//! Asset resolution: remote image references → local files.
//!
//! ## Why resolve before composing?
//!
//! The renderer runs offline and only understands local paths. Every image
//! the generator mentions is therefore fetched (or decoded, for `data:`
//! URIs), sniffed, and written into the asset directory before composition.
//! An image that cannot be made local becomes `Absent`; a missing picture
//! never fails a book.
//!
//! ## Concurrent writers
//!
//! Several runs may share one asset directory. Each image is written to a
//! [`NamedTempFile`] in that directory and then persisted under
//! `{slot}_{uuid}.{ext}`, so no writer ever sees another's partial file and
//! no locking is needed.

use super::compose::ResolvedImages;
use crate::config::AssemblyConfig;
use crate::error::{AssetError, BookError};
use crate::model::{Book, ImageRef, ImageSlot};
use crate::progress::ProgressCallback;
use base64::{engine::general_purpose::STANDARD, Engine as _};
use futures::stream::{self, StreamExt};
use std::io::Write;
use std::path::{Path, PathBuf};
use std::time::Duration;
use tempfile::NamedTempFile;
use tracing::{debug, info, warn};
use uuid::Uuid;

/// Outcome of resolving every image of a book.
#[derive(Debug, Clone, Default)]
pub struct ResolvedAssets {
    pub images: ResolvedImages,
    /// One entry per image that ended up `Absent`, in slot order.
    pub failures: Vec<AssetError>,
    /// Number of image slots that were attempted.
    pub requested: usize,
}

/// Fetches and stores images for one or many runs.
pub struct AssetResolver {
    client: reqwest::Client,
    asset_dir: PathBuf,
    timeout_secs: u64,
    concurrency: usize,
    progress: Option<ProgressCallback>,
}

impl std::fmt::Debug for AssetResolver {
    fn fmt(&self, f: &mut std::fmt::Formatter<'_>) -> std::fmt::Result {
        f.debug_struct("AssetResolver")
            .field("asset_dir", &self.asset_dir)
            .field("timeout_secs", &self.timeout_secs)
            .field("concurrency", &self.concurrency)
            .finish()
    }
}

impl AssetResolver {
    pub fn new(config: &AssemblyConfig) -> Result<Self, BookError> {
        let client = reqwest::Client::builder()
            .user_agent(config.user_agent.clone())
            .timeout(Duration::from_secs(config.image_timeout_secs))
            .build()
            .map_err(|e| BookError::Internal(format!("Failed to build HTTP client: {}", e)))?;

        Ok(Self {
            client,
            asset_dir: config.asset_dir.clone(),
            timeout_secs: config.image_timeout_secs,
            concurrency: config.image_concurrency.max(1),
            progress: config.progress_callback.clone(),
        })
    }

    /// Resolve one image, absorbing any failure into `Absent`.
    pub async fn resolve(&self, slot: ImageSlot, image: &ImageRef) -> ImageRef {
        match self.try_resolve(slot, image).await {
            Ok(resolved) => resolved,
            Err(e) => {
                warn!("{}", e);
                ImageRef::Absent
            }
        }
    }

    /// Resolve one image, reporting why it could not be made local.
    pub async fn try_resolve(
        &self,
        slot: ImageSlot,
        image: &ImageRef,
    ) -> Result<ImageRef, AssetError> {
        match image {
            ImageRef::Absent => Ok(ImageRef::Absent),
            ImageRef::LocalAsset { path } => {
                if tokio::fs::try_exists(path).await.unwrap_or(false) {
                    Ok(image.clone())
                } else {
                    Err(AssetError::MissingLocal {
                        slot: slot.to_string(),
                        path: path.clone(),
                    })
                }
            }
            ImageRef::RemoteImage { url } => {
                let bytes = if url.starts_with("data:") {
                    decode_data_uri(slot, url)?
                } else {
                    self.download(slot, url).await?
                };
                let path = self.store(slot, url, bytes).await?;
                debug!("Stored {} image at {}", slot, path.display());
                Ok(ImageRef::LocalAsset { path })
            }
        }
    }

    /// Resolve the cover and every chapter image with bounded fan-out.
    ///
    /// Waits for all images; the result holds one entry per slot.
    pub async fn resolve_all(&self, book: &Book) -> ResolvedAssets {
        let slots: Vec<(ImageSlot, ImageRef)> = book
            .image_slots()
            .into_iter()
            .map(|(slot, image)| (slot, image.clone()))
            .collect();
        let total = slots.len();
        if total == 0 {
            return ResolvedAssets::default();
        }
        info!("Resolving {} images into {}", total, self.asset_dir.display());

        let mut results: Vec<(ImageSlot, Result<ImageRef, AssetError>)> =
            stream::iter(slots.into_iter().map(|(slot, image)| async move {
                if let Some(ref cb) = self.progress {
                    cb.on_image_start(slot, total);
                }
                let result = self.try_resolve(slot, &image).await;
                if let Some(ref cb) = self.progress {
                    match &result {
                        Ok(_) => cb.on_image_resolved(slot, total),
                        Err(e) => cb.on_image_unavailable(slot, total, &e.to_string()),
                    }
                }
                (slot, result)
            }))
            .buffer_unordered(self.concurrency)
            .collect()
            .await;

        // Completion order is arbitrary; report failures in book order.
        results.sort_by_key(|(slot, _)| *slot);

        let mut assets = ResolvedAssets {
            requested: total,
            ..Default::default()
        };
        for (slot, result) in results {
            match result {
                Ok(image) => assets.images.insert(slot, image),
                Err(e) => {
                    warn!("{}", e);
                    assets.images.insert(slot, ImageRef::Absent);
                    assets.failures.push(e);
                }
            }
        }

        info!(
            "Images: {}/{} resolved",
            total - assets.failures.len(),
            total
        );
        assets
    }

    async fn download(&self, slot: ImageSlot, url: &str) -> Result<Vec<u8>, AssetError> {
        debug!("Downloading {} image from: {}", slot, url);

        let network_error = |e: reqwest::Error| {
            if e.is_timeout() {
                AssetError::Timeout {
                    slot: slot.to_string(),
                    url: url.to_string(),
                    secs: self.timeout_secs,
                }
            } else {
                AssetError::Network {
                    slot: slot.to_string(),
                    url: url.to_string(),
                    detail: e.to_string(),
                }
            }
        };

        let response = self.client.get(url).send().await.map_err(&network_error)?;

        if !response.status().is_success() {
            return Err(AssetError::Http {
                slot: slot.to_string(),
                url: url.to_string(),
                status: response.status().as_u16(),
            });
        }

        let bytes = response.bytes().await.map_err(&network_error)?;
        Ok(bytes.to_vec())
    }

    /// Sniff the format and write the bytes under a unique name.
    async fn store(
        &self,
        slot: ImageSlot,
        source: &str,
        bytes: Vec<u8>,
    ) -> Result<PathBuf, AssetError> {
        if bytes.is_empty() {
            return Err(AssetError::EmptyBody {
                slot: slot.to_string(),
                url: display_source(source),
            });
        }

        let format = image::guess_format(&bytes).map_err(|_| AssetError::NotAnImage {
            slot: slot.to_string(),
            url: display_source(source),
        })?;
        let ext = format.extensions_str().first().copied().unwrap_or("img");

        let dir = self.asset_dir.clone();
        let file_name = format!("{}_{}.{}", slot.file_prefix(), Uuid::new_v4(), ext);

        tokio::task::spawn_blocking(move || write_atomically(&dir, &file_name, &bytes))
            .await
            .map_err(|e| AssetError::WriteFailed {
                slot: slot.to_string(),
                detail: format!("Task join error: {}", e),
            })?
            .map_err(|e| AssetError::WriteFailed {
                slot: slot.to_string(),
                detail: e.to_string(),
            })
    }
}

fn write_atomically(dir: &Path, file_name: &str, bytes: &[u8]) -> std::io::Result<PathBuf> {
    std::fs::create_dir_all(dir)?;
    let mut tmp = NamedTempFile::new_in(dir)?;
    tmp.write_all(bytes)?;
    tmp.flush()?;
    let target = dir.join(file_name);
    tmp.persist(&target).map_err(|e| e.error)?;
    Ok(target)
}

/// Decode a base64 `data:` URI into raw bytes.
fn decode_data_uri(slot: ImageSlot, uri: &str) -> Result<Vec<u8>, AssetError> {
    let invalid = |detail: &str| AssetError::InvalidDataUri {
        slot: slot.to_string(),
        detail: detail.to_string(),
    };

    let rest = uri.strip_prefix("data:").ok_or_else(|| invalid("missing 'data:' prefix"))?;
    let (meta, payload) = rest
        .split_once(',')
        .ok_or_else(|| invalid("missing ',' separator"))?;
    if !meta.to_ascii_lowercase().ends_with(";base64") {
        return Err(invalid("only base64 data URIs are supported"));
    }

    let compact: String = payload.chars().filter(|c| !c.is_whitespace()).collect();
    STANDARD
        .decode(compact.as_bytes())
        .map_err(|e| invalid(&e.to_string()))
}

/// Data URIs are shortened in error messages.
fn display_source(source: &str) -> String {
    if source.starts_with("data:") {
        let head: String = source.chars().take(32).collect();
        format!("{}…", head)
    } else {
        source.to_string()
    }
}

#[cfg(test)]
mod tests {
    use super::*;
    use crate::model::Chapter;
    use std::io::Cursor;

    fn png_bytes() -> Vec<u8> {
        let img = image::DynamicImage::ImageRgb8(image::RgbImage::new(2, 2));
        let mut buf = Vec::new();
        img.write_to(&mut Cursor::new(&mut buf), image::ImageFormat::Png)
            .unwrap();
        buf
    }

    fn png_data_uri() -> String {
        format!("data:image/png;base64,{}", STANDARD.encode(png_bytes()))
    }

    fn resolver(dir: &Path) -> AssetResolver {
        let config = AssemblyConfig::builder()
            .asset_dir(dir)
            .image_timeout_secs(5)
            .build()
            .unwrap();
        AssetResolver::new(&config).unwrap()
    }

    fn remote(url: impl Into<String>) -> ImageRef {
        ImageRef::RemoteImage { url: url.into() }
    }

    #[tokio::test]
    async fn data_uri_png_is_stored_locally() {
        let dir = tempfile::tempdir().unwrap();
        let resolved = resolver(dir.path())
            .try_resolve(ImageSlot::Cover, &remote(png_data_uri()))
            .await
            .unwrap();

        let path = resolved.local_path().unwrap();
        assert!(path.exists());
        assert!(path.starts_with(dir.path()));
        let name = path.file_name().unwrap().to_string_lossy();
        assert!(name.starts_with("cover_"));
        assert!(name.ends_with(".png"));
    }

    #[tokio::test]
    async fn unreachable_url_resolves_to_absent() {
        let dir = tempfile::tempdir().unwrap();
        let r = resolver(dir.path());
        let image = remote("http://127.0.0.1:9/x.png");

        let err = r.try_resolve(ImageSlot::Chapter(0), &image).await.unwrap_err();
        assert!(matches!(
            err,
            AssetError::Network { .. } | AssetError::Timeout { .. }
        ));
        assert_eq!(r.resolve(ImageSlot::Chapter(0), &image).await, ImageRef::Absent);
    }

    #[tokio::test]
    async fn non_image_data_is_rejected() {
        let dir = tempfile::tempdir().unwrap();
        let uri = format!("data:text/plain;base64,{}", STANDARD.encode("hello world"));
        let err = resolver(dir.path())
            .try_resolve(ImageSlot::Cover, &remote(uri))
            .await
            .unwrap_err();
        assert!(matches!(err, AssetError::NotAnImage { .. }));
        assert_eq!(std::fs::read_dir(dir.path()).unwrap().count(), 0);
    }

    #[tokio::test]
    async fn empty_and_malformed_data_uris() {
        let dir = tempfile::tempdir().unwrap();
        let r = resolver(dir.path());

        let err = r
            .try_resolve(ImageSlot::Cover, &remote("data:image/png;base64,"))
            .await
            .unwrap_err();
        assert!(matches!(err, AssetError::EmptyBody { .. }));

        let err = r
            .try_resolve(ImageSlot::Cover, &remote("data:image/png,rawbytes"))
            .await
            .unwrap_err();
        assert!(matches!(err, AssetError::InvalidDataUri { .. }));

        let err = r
            .try_resolve(ImageSlot::Cover, &remote("data:image/png;base64,@@@"))
            .await
            .unwrap_err();
        assert!(matches!(err, AssetError::InvalidDataUri { .. }));
    }

    #[tokio::test]
    async fn local_assets_are_kept_only_if_present() {
        let dir = tempfile::tempdir().unwrap();
        let existing = dir.path().join("cover.png");
        std::fs::write(&existing, png_bytes()).unwrap();
        let r = resolver(dir.path());

        let kept = ImageRef::LocalAsset {
            path: existing.clone(),
        };
        assert_eq!(r.resolve(ImageSlot::Cover, &kept).await, kept);

        let missing = ImageRef::LocalAsset {
            path: dir.path().join("nope.png"),
        };
        let err = r.try_resolve(ImageSlot::Cover, &missing).await.unwrap_err();
        assert!(matches!(err, AssetError::MissingLocal { .. }));
    }

    #[tokio::test]
    async fn resolve_all_isolates_failures() {
        let dir = tempfile::tempdir().unwrap();
        let book = Book {
            title: "T".into(),
            author: "A".into(),
            publisher: None,
            language: "English".into(),
            table_of_contents: String::new(),
            chapters: vec![
                Chapter {
                    title: "One".into(),
                    content: "x".into(),
                    image: remote("http://127.0.0.1:9/one.png"),
                },
                Chapter {
                    title: "Two".into(),
                    content: "y".into(),
                    image: ImageRef::Absent,
                },
                Chapter {
                    title: "Three".into(),
                    content: "z".into(),
                    image: remote(png_data_uri()),
                },
            ],
            afterword: None,
            topics: vec![],
            cover: remote(png_data_uri()),
        };

        let assets = resolver(dir.path()).resolve_all(&book).await;
        assert_eq!(assets.requested, 3);
        assert_eq!(assets.failures.len(), 1);
        assert!(assets.images.cover.local_path().is_some());
        assert_eq!(*assets.images.get(ImageSlot::Chapter(0)), ImageRef::Absent);
        assert_eq!(*assets.images.get(ImageSlot::Chapter(1)), ImageRef::Absent);
        assert!(assets.images.get(ImageSlot::Chapter(2)).local_path().is_some());
        assert_eq!(assets.images.local_count(), 2);
    }

    #[test]
    fn display_source_shortens_data_uris() {
        assert_eq!(display_source("https://x.test/a.png"), "https://x.test/a.png");
        assert!(display_source(&png_data_uri()).chars().count() <= 33);
    }
}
=====
Instructions for the task: Which lines of the data contain the string "chars"? Copy each one.

Response:
    let compact: String = payload.chars().filter(|c| !c.is_whitespace()).collect();
        let head: String = source.chars().take(32).collect();
        assert!(display_source(&png_data_uri()).chars().count() <= 33);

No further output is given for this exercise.